Augmenting Large Language Models with Climate Indicator Computation for Next-Generation Climate Services

Large Language Models (LLMs) and agentic AI are increasingly explored as interfaces for geoscience information, risk communication, and decision support in natural hazards and disaster management. However, most LLM-based assistants remain limited in quantitative reasoning and often lack traceability, reproducibility, and robust uncertainty communication. Here we present XCLIM-AI, an agentic system that couples LLM-based interpretation with deterministic computation of climate indicators through the open-source xclim library. XCLIM-AI can compute >200 standardized climate indices from CMIP6 HighResMIP projection ensembles, enabling responses that combine narrative explanations with transparent, auditable quantitative outputs (e.g., heatwave metrics, drought duration, extreme precipitation indices) and explicit provenance of assumptions and processing steps.

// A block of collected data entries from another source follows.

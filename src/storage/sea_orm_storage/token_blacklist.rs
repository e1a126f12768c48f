//! 刷新令牌黑名单

use super::SeaOrmStorage;
use crate::entity::token_blacklist::{ActiveModel, Column, Entity as TokenBlacklist};
use crate::errors::{EduSystemError, Result};
use sea_orm::{ActiveModelTrait, ColumnTrait, EntityTrait, PaginatorTrait, QueryFilter, Set};

impl SeaOrmStorage {
    /// 拉黑令牌
    pub async fn blacklist_token_impl(
        &self,
        jti: &str,
        user_id: i64,
        expires_at: i64,
    ) -> Result<()> {
        let model = ActiveModel {
            jti: Set(jti.to_string()),
            user_id: Set(user_id),
            expires_at: Set(expires_at),
            created_at: Set(chrono::Utc::now().timestamp()),
            ..Default::default()
        };

        model
            .insert(&self.db)
            .await
            .map_err(|e| EduSystemError::from_write(e, "写入令牌黑名单失败"))?;

        Ok(())
    }

    /// 令牌是否已被拉黑
    pub async fn is_token_blacklisted_impl(&self, jti: &str) -> Result<bool> {
        let count = TokenBlacklist::find()
            .filter(Column::Jti.eq(jti))
            .count(&self.db)
            .await
            .map_err(|e| EduSystemError::database_operation(format!("查询令牌黑名单失败: {e}")))?;

        Ok(count > 0)
    }

    /// 删除已过期的记录，过期令牌本身就无法通过校验
    pub async fn purge_expired_tokens_impl(&self, now: i64) -> Result<u64> {
        let result = TokenBlacklist::delete_many()
            .filter(Column::ExpiresAt.lt(now))
            .exec(&self.db)
            .await
            .map_err(|e| EduSystemError::database_operation(format!("清理令牌黑名单失败: {e}")))?;

        Ok(result.rows_affected)
    }
}

#[cfg(test)]
mod tests {
    use super::*;

    #[tokio::test]
    async fn test_second_blacklist_of_same_jti_conflicts() {
        let storage = SeaOrmStorage::in_memory().await.unwrap();
        let exp = chrono::Utc::now().timestamp() + 3600;
        storage.blacklist_token_impl("jti-1", 1, exp).await.unwrap();

        let err = storage.blacklist_token_impl("jti-1", 1, exp).await.unwrap_err();
        assert!(matches!(err, EduSystemError::Conflict(_)));
        assert!(storage.is_token_blacklisted_impl("jti-1").await.unwrap());
    }

    #[tokio::test]
    async fn test_purge_only_removes_expired() {
        let storage = SeaOrmStorage::in_memory().await.unwrap();
        storage.blacklist_token_impl("old", 1, 100).await.unwrap();
        storage.blacklist_token_impl("fresh", 1, 10_000).await.unwrap();

        assert_eq!(storage.purge_expired_tokens_impl(5_000).await.unwrap(), 1);
        assert!(!storage.is_token_blacklisted_impl("old").await.unwrap());
        assert!(storage.is_token_blacklisted_impl("fresh").await.unwrap());
    }
}
use serde::Deserialize;

use crate::models::common::ListQuery;
use crate::utils::validate::{FieldErrors, check_opt_text, check_text};

// 院系列表查询参数
#[derive(Debug, Clone, Default, Deserialize)]
pub struct DepartmentListParams {
    #[serde(flatten)]
    pub query: ListQuery,
    pub code: Option<String>,
    pub name: Option<String>,
}

// 创建院系请求
#[derive(Debug, Clone, Deserialize)]
pub struct CreateDepartmentRequest {
    pub name: String,
    pub code: String,
    pub description: Option<String>,
    pub hod_id: Option<i64>,
}

impl CreateDepartmentRequest {
    pub fn validate(&self) -> FieldErrors {
        let mut errors = FieldErrors::new();
        check_text(&mut errors, "name", &self.name, 100);
        check_text(&mut errors, "code", &self.code, 10);
        errors
    }
}

// 更新院系请求
#[derive(Debug, Clone, Default, Deserialize)]
pub struct UpdateDepartmentRequest {
    pub name: Option<String>,
    pub code: Option<String>,
    pub description: Option<String>,
    pub hod_id: Option<i64>,
}

impl UpdateDepartmentRequest {
    pub fn validate(&self) -> FieldErrors {
        let mut errors = FieldErrors::new();
        check_opt_text(&mut errors, "name", self.name.as_deref(), 100);
        check_opt_text(&mut errors, "code", self.code.as_deref(), 10);
        errors
    }
}

#[cfg(test)]
mod tests {
    use super::*;

    #[test]
    fn test_code_length_limit() {
        let req = CreateDepartmentRequest {
            name: "Computer Science".to_string(),
            code: "COMPSCI-DEPT".to_string(),
            description: None,
            hod_id: None,
        };
        let errors = req.validate();
        assert!(errors.has("code"));
        assert!(!errors.has("name"));
    }

    #[test]
    fn test_blank_update_field_rejected() {
        let req = UpdateDepartmentRequest {
            name: Some("  ".to_string()),
            ..Default::default()
        };
        assert!(req.validate().has("name"));
        assert!(UpdateDepartmentRequest::default().validate().is_empty());
    }
}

A key aspect of this work is the integration of XCLIM-AI within ClimSight, a multi-agent platform for localized climate information.  In the integrated architecture, general-purpose agents handle retrieval and reasoning over scientific and contextual information, while XCLIM-AI performs on-demand, tool-based computation of indicators requested by the user query.

We evaluate four system configurations: (1) a plain LLM baseline, (2) XCLIM-AI, (3) ClimSight, and (4) an integrated ClimSight–XCLIM architecture, using a hybrid assessment protocol that combines scalable LLM-as-a-judge scoring with blinded human expert evaluation. Performance is assessed across four criteria central to climate- and hazard-relevant services: relevance, credibility, uncertainty communication, and actionability. Results show systematic gains over the baseline, with the strongest improvements in actionability and uncertainty reporting when indicator computation is available and properly integrated. We also observe that simply increasing contextual information does not automatically increase perceived credibility, highlighting the importance of traceable quantitative evidence and evaluation protocols tailored to operational trust. We conclude by discussing implications for the reliable adoption of agentic AI in geosciences and hazard-facing workflows, and by outlining a generalizable evaluation framework for tool-augmented LLM systems.